The complete set of records below must be repeated precisely as given.

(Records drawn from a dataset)
════════════════

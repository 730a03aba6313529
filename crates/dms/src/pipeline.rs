//! Eye-state pipeline: one frame in, one smoothed status out

use camera_capture::{CapturedFrame, VideoFrame};
use inference_engine::InferenceBackend;
use smoothing_window::TemporalSmoother;
use tracing::{debug, error, warn};

use crate::classifier::EyeClassifier;
use crate::detector::EyeRegionDetector;
use crate::observer::PipelineObserver;
use crate::region::{extract_regions, Region};
use crate::status::{aggregate, DetectionResult, StatusDecider};
use crate::{DmsConfig, DmsError};

/// How a cycle produced its result
#[derive(Debug, Clone, Copy, PartialEq, Eq)]
pub enum CycleOutcome {
    /// At least one region was classified; the smoother advanced
    Fresh,
    /// No usable region; the previous result stands
    Reused,
}

/// Everything one cycle learned about a frame
#[derive(Debug)]
pub struct FrameAnalysis {
    pub result: DetectionResult,
    pub outcome: CycleOutcome,
    /// Rectangles proposed by the detector
    pub regions_detected: usize,
    /// Regions that yielded a confidence
    pub regions_classified: usize,
    /// Regions that failed, with the reason
    pub region_errors: Vec<(Region, DmsError)>,
}

/// Detector, classifier, smoother and decider for one camera session
///
/// Owns the only cross-cycle state: the smoothing window and the last
/// emitted result. Not meant to be shared between sessions.
pub struct EyeStatePipeline<D, B> {
    detector: D,
    classifier: EyeClassifier<B>,
    smoother: TemporalSmoother,
    decider: StatusDecider,
    last_result: DetectionResult,
}

impl<D, B> EyeStatePipeline<D, B>
where
    D: EyeRegionDetector,
    B: InferenceBackend,
{
    /// Build a pipeline; any invalid collaborator or config fails construction
    pub fn new(config: &DmsConfig, detector: D, backend: B) -> Result<Self, DmsError> {
        config.validate()?;

        let classifier = EyeClassifier::new(backend, config.image_size)?;
        let smoother = TemporalSmoother::new(config.window_capacity)
            .map_err(|e| DmsError::Initialization(e.to_string()))?;
        let decider = StatusDecider::new(config.open_threshold);
        let last_result = decider.decide(smoother.current());

        Ok(Self {
            detector,
            classifier,
            smoother,
            decider,
            last_result,
        })
    }

    /// Run one cycle on a frame
    ///
    /// Per-region failures are collected in the returned analysis. An `Err`
    /// means the whole cycle was aborted and no state changed.
    pub fn analyze(&mut self, frame: &VideoFrame) -> Result<FrameAnalysis, DmsError> {
        let detector_input = frame.to_detector_input()?;
        let regions = self.detector.detect(&detector_input)?;
        let regions_detected = regions.len();

        let mut confidences = Vec::with_capacity(regions_detected);
        let mut region_errors = Vec::new();

        for crop in extract_regions(frame, regions) {
            match self.classifier.classify(&crop.image) {
                Ok(classification) => confidences.push(classification.confidence),
                Err(e) => {
                    warn!("Region {:?} skipped: {}", crop.region, e);
                    metrics::counter!("dms_region_errors_total").increment(1);
                    region_errors.push((crop.region, e));
                }
            }
        }

        let (result, outcome) = match aggregate(&confidences) {
            Some(frame_probability) => {
                let smoothed = self.smoother.update(frame_probability);
                let result = self.decider.decide(smoothed);
                self.last_result = result;
                metrics::gauge!("dms_smoothed_confidence").set(f64::from(smoothed));
                debug!(
                    "Frame {}: p={:.3} smoothed={:.3} -> {}",
                    frame.sequence,
                    frame_probability,
                    smoothed,
                    result.status.as_str()
                );
                (result, CycleOutcome::Fresh)
            }
            None => {
                metrics::counter!("dms_frames_reused_total").increment(1);
                debug!("Frame {}: no usable eye regions, reusing last result", frame.sequence);
                (self.last_result, CycleOutcome::Reused)
            }
        };

        metrics::counter!("dms_frames_processed_total").increment(1);

        Ok(FrameAnalysis {
            result,
            outcome,
            regions_detected,
            regions_classified: confidences.len(),
            region_errors,
        })
    }

    /// Run one cycle on a captured frame and report through an observer
    ///
    /// The frame is released before returning, whatever the outcome.
    pub fn process(
        &mut self,
        captured: CapturedFrame,
        observer: &mut dyn PipelineObserver,
    ) -> Result<DetectionResult, DmsError> {
        let outcome = self.analyze(captured.frame());
        captured.release();

        match outcome {
            Ok(analysis) => {
                for (region, e) in &analysis.region_errors {
                    observer.on_error(&format!("Inference error at {:?}: {}", region, e));
                }
                observer.on_result(&analysis.result);
                Ok(analysis.result)
            }
            Err(e) => {
                error!("Analysis error: {}", e);
                observer.on_error(&format!("Analysis error: {}", e));
                Err(e)
            }
        }
    }

    /// Last emitted result (the initial CLOSED/0.0 before any fresh frame)
    pub fn last_result(&self) -> DetectionResult {
        self.last_result
    }

    /// Borrow the smoother
    pub fn smoother(&self) -> &TemporalSmoother {
        &self.smoother
    }

    /// Borrow the classifier
    pub fn classifier(&self) -> &EyeClassifier<B> {
        &self.classifier
    }

    /// Forget all history, as if newly constructed
    pub fn reset(&mut self) {
        self.smoother.reset();
        self.last_result = self.decider.decide(self.smoother.current());
    }
}
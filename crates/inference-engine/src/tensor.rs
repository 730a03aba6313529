//! Input and output tensor types

use ndarray::Array4;
use serde::{Deserialize, Serialize};

use crate::InferenceError;

/// Declared element type of a model output
#[derive(Debug, Clone, PartialEq, Eq, Serialize, Deserialize)]
pub enum ElementType {
    F32,
    U8,
    /// Any other type, by the backend's name for it
    Other(String),
}

impl std::fmt::Display for ElementType {
    fn fmt(&self, f: &mut std::fmt::Formatter<'_>) -> std::fmt::Result {
        match self {
            ElementType::F32 => f.write_str("f32"),
            ElementType::U8 => f.write_str("u8"),
            ElementType::Other(name) => f.write_str(name),
        }
    }
}

/// Output values, decoded according to their declared type
#[derive(Debug, Clone, PartialEq)]
pub enum TensorData {
    F32(Vec<f32>),
    U8(Vec<u8>),
    /// Values of a type the engine does not decode
    Unsupported(String),
}

/// Single model output with its shape and declared type
#[derive(Debug, Clone, PartialEq)]
pub struct OutputTensor {
    pub shape: Vec<usize>,
    pub data: TensorData,
}

impl OutputTensor {
    /// Scalar f32 output of shape [1, 1]
    pub fn scalar_f32(value: f32) -> Self {
        Self {
            shape: vec![1, 1],
            data: TensorData::F32(vec![value]),
        }
    }

    /// Scalar quantized output of shape [1, 1]
    pub fn scalar_u8(value: u8) -> Self {
        Self {
            shape: vec![1, 1],
            data: TensorData::U8(vec![value]),
        }
    }

    /// Declared element type
    pub fn element_type(&self) -> ElementType {
        match &self.data {
            TensorData::F32(_) => ElementType::F32,
            TensorData::U8(_) => ElementType::U8,
            TensorData::Unsupported(name) => ElementType::Other(name.clone()),
        }
    }
}

/// NHWC f32 input tensor, batch of one
#[derive(Debug, Clone)]
pub struct InputTensor {
    array: Array4<f32>,
}

impl InputTensor {
    /// Wrap an NHWC array
    pub fn new(array: Array4<f32>) -> Result<Self, InferenceError> {
        let shape = array.shape();
        if shape[0] != 1 || shape[3] != 3 {
            return Err(InferenceError::InvalidInputShape {
                expected: "[1, H, W, 3]".into(),
                actual: format!("{:?}", shape),
            });
        }
        Ok(Self { array })
    }

    /// Tensor shape as [N, H, W, C]
    pub fn shape(&self) -> [usize; 4] {
        let s = self.array.shape();
        [s[0], s[1], s[2], s[3]]
    }

    /// Contiguous row-major values
    pub fn to_vec(&self) -> Vec<f32> {
        self.array.iter().copied().collect()
    }
}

════════════════

- Response below
repository 730a03aba6313529
filename crates/dms/src/pipeline.rs
//! Eye-state pipeline: one frame in, one smoothed status out

use camera_capture::{CapturedFrame, VideoFrame};
use inference_engine::InferenceBackend;
use smoothing_window::TemporalSmoother;
use tracing::{debug, error, warn};

use crate::classifier::EyeClassifier;
use crate::detector::EyeRegionDetector;
use crate::observer::PipelineObserver;
use crate::region::{extract_regions, Region};
use crate::status::{aggregate, DetectionResult, StatusDecider};
use crate::{DmsConfig, DmsError};

/// How a cycle produced its result
#[derive(Debug, Clone, Copy, PartialEq, Eq)]
pub enum CycleOutcome {
    /// At least one region was classified; the smoother advanced
    Fresh,
    /// No usable region; the previous result stands
    Reused,
}

/// Everything one cycle learned about a frame
#[derive(Debug)]
pub struct FrameAnalysis {
    pub result: DetectionResult,
    pub outcome: CycleOutcome,
    /// Rectangles proposed by the detector
    pub regions_detected: usize,
    /// Regions that yielded a confidence
    pub regions_classified: usize,
    /// Regions that failed, with the reason
    pub region_errors: Vec<(Region, DmsError)>,
}

/// Detector, classifier, smoother and decider for one camera session
///
/// Owns the only cross-cycle state: the smoothing window and the last
/// emitted result. Not meant to be shared between sessions.
pub struct EyeStatePipeline<D, B> {
    detector: D,
    classifier: EyeClassifier<B>,
    smoother: TemporalSmoother,
    decider: StatusDecider,
    last_result: DetectionResult,
}

impl<D, B> EyeStatePipeline<D, B>
where
    D: EyeRegionDetector,
    B: InferenceBackend,
{
    /// Build a pipeline; any invalid collaborator or config fails construction
    pub fn new(config: &DmsConfig, detector: D, backend: B) -> Result<Self, DmsError> {
        config.validate()?;

        let classifier = EyeClassifier::new(backend, config.image_size)?;
        let smoother = TemporalSmoother::new(config.window_capacity)
            .map_err(|e| DmsError::Initialization(e.to_string()))?;
        let decider = StatusDecider::new(config.open_threshold);
        let last_result = decider.decide(smoother.current());

        Ok(Self {
            detector,
            classifier,
            smoother,
            decider,
            last_result,
        })
    }

    /// Run one cycle on a frame
    ///
    /// Per-region failures are collected in the returned analysis. An `Err`
    /// means the whole cycle was aborted and no state changed.
    pub fn analyze(&mut self, frame: &VideoFrame) -> Result<FrameAnalysis, DmsError> {
        let detector_input = frame.to_detector_input()?;
        let regions = self.detector.detect(&detector_input)?;
        let regions_detected = regions.len();

        let mut confidences = Vec::with_capacity(regions_detected);
        let mut region_errors = Vec::new();

        for crop in extract_regions(frame, regions) {
            match self.classifier.classify(&crop.image) {
                Ok(classification) => confidences.push(classification.confidence),
                Err(e) => {
                    warn!("Region {:?} skipped: {}", crop.region, e);
                    metrics::counter!("dms_region_errors_total").increment(1);
                    region_errors.push((crop.region, e));
                }
            }
        }

        let (result, outcome) = match aggregate(&confidences) {
            Some(frame_probability) => {
                let smoothed = self.smoother.update(frame_probability);
                let result = self.decider.decide(smoothed);
                self.last_result = result;
                metrics::gauge!("dms_smoothed_confidence").set(f64::from(smoothed));
                debug!(
                    "Frame {}: p={:.3} smoothed={:.3} -> {}",
                    frame.sequence,
                    frame_probability,
                    smoothed,
                    result.status.as_str()
                );
                (result, CycleOutcome::Fresh)
            }
            None => {
                metrics::counter!("dms_frames_reused_total").increment(1);
                debug!("Frame {}: no usable eye regions, reusing last result", frame.sequence);
                (self.last_result, CycleOutcome::Reused)
            }
        };

        metrics::counter!("dms_frames_processed_total").increment(1);

        Ok(FrameAnalysis {
            result,
            outcome,
            regions_detected,
            regions_classified: confidences.len(),
            region_errors,
        })
    }

    /// Run one cycle on a captured frame and report through an observer
    ///
    /// The frame is released before returning, whatever the outcome.
    pub fn process(
        &mut self,
        captured: CapturedFrame,
        observer: &mut dyn PipelineObserver,
    ) -> Result<DetectionResult, DmsError> {
        let outcome = self.analyze(captured.frame());
        captured.release();

        match outcome {
            Ok(analysis) => {
                for (region, e) in &analysis.region_errors {
                    observer.on_error(&format!("Inference error at {:?}: {}", region, e));
                }
                observer.on_result(&analysis.result);
                Ok(analysis.result)
            }
            Err(e) => {
                error!("Analysis error: {}", e);
                observer.on_error(&format!("Analysis error: {}", e));
                Err(e)
            }
        }
    }

    /// Last emitted result (the initial CLOSED/0.0 before any fresh frame)
    pub fn last_result(&self) -> DetectionResult {
        self.last_result
    }

    /// Borrow the smoother
    pub fn smoother(&self) -> &TemporalSmoother {
        &self.smoother
    }

    /// Borrow the classifier
    pub fn classifier(&self) -> &EyeClassifier<B> {
        &self.classifier
    }

    /// Forget all history, as if newly constructed
    pub fn reset(&mut self) {
        self.smoother.reset();
        self.last_result = self.decider.decide(self.smoother.current());
    }
}
filename crates/inference-engine/src/tensor.rs
repository 730a03aba6313529
//! Input and output tensor types

use ndarray::Array4;
use serde::{Deserialize, Serialize};

use crate::InferenceError;

/// Declared element type of a model output
#[derive(Debug, Clone, PartialEq, Eq, Serialize, Deserialize)]
pub enum ElementType {
    F32,
    U8,
    /// Any other type, by the backend's name for it
    Other(String),
}

impl std::fmt::Display for ElementType {
    fn fmt(&self, f: &mut std::fmt::Formatter<'_>) -> std::fmt::Result {
        match self {
            ElementType::F32 => f.write_str("f32"),
            ElementType::U8 => f.write_str("u8"),
            ElementType::Other(name) => f.write_str(name),
        }
    }
}

/// Output values, decoded according to their declared type
#[derive(Debug, Clone, PartialEq)]
pub enum TensorData {
    F32(Vec<f32>),
    U8(Vec<u8>),
    /// Values of a type the engine does not decode
    Unsupported(String),
}

/// Single model output with its shape and declared type
#[derive(Debug, Clone, PartialEq)]
pub struct OutputTensor {
    pub shape: Vec<usize>,
    pub data: TensorData,
}

impl OutputTensor {
    /// Scalar f32 output of shape [1, 1]
    pub fn scalar_f32(value: f32) -> Self {
        Self {
            shape: vec![1, 1],
            data: TensorData::F32(vec![value]),
        }
    }

    /// Scalar quantized output of shape [1, 1]
    pub fn scalar_u8(value: u8) -> Self {
        Self {
            shape: vec![1, 1],
            data: TensorData::U8(vec![value]),
        }
    }

    /// Declared element type
    pub fn element_type(&self) -> ElementType {
        match &self.data {
            TensorData::F32(_) => ElementType::F32,
            TensorData::U8(_) => ElementType::U8,
            TensorData::Unsupported(name) => ElementType::Other(name.clone()),
        }
    }
}

/// NHWC f32 input tensor, batch of one
#[derive(Debug, Clone)]
pub struct InputTensor {
    array: Array4<f32>,
}

impl InputTensor {
    /// Wrap an NHWC array
    pub fn new(array: Array4<f32>) -> Result<Self, InferenceError> {
        let shape = array.shape();
        if shape[0] != 1 || shape[3] != 3 {
            return Err(InferenceError::InvalidInputShape {
                expected: "[1, H, W, 3]".into(),
                actual: format!("{:?}", shape),
            });
        }
        Ok(Self { array })
    }

    /// Tensor shape as [N, H, W, C]
    pub fn shape(&self) -> [usize; 4] {
        let s = self.array.shape();
        [s[0], s[1], s[2], s[3]]
    }

    /// Contiguous row-major values
    pub fn to_vec(&self) -> Vec<f32> {
        self.array.iter().copied().collect()
    }
}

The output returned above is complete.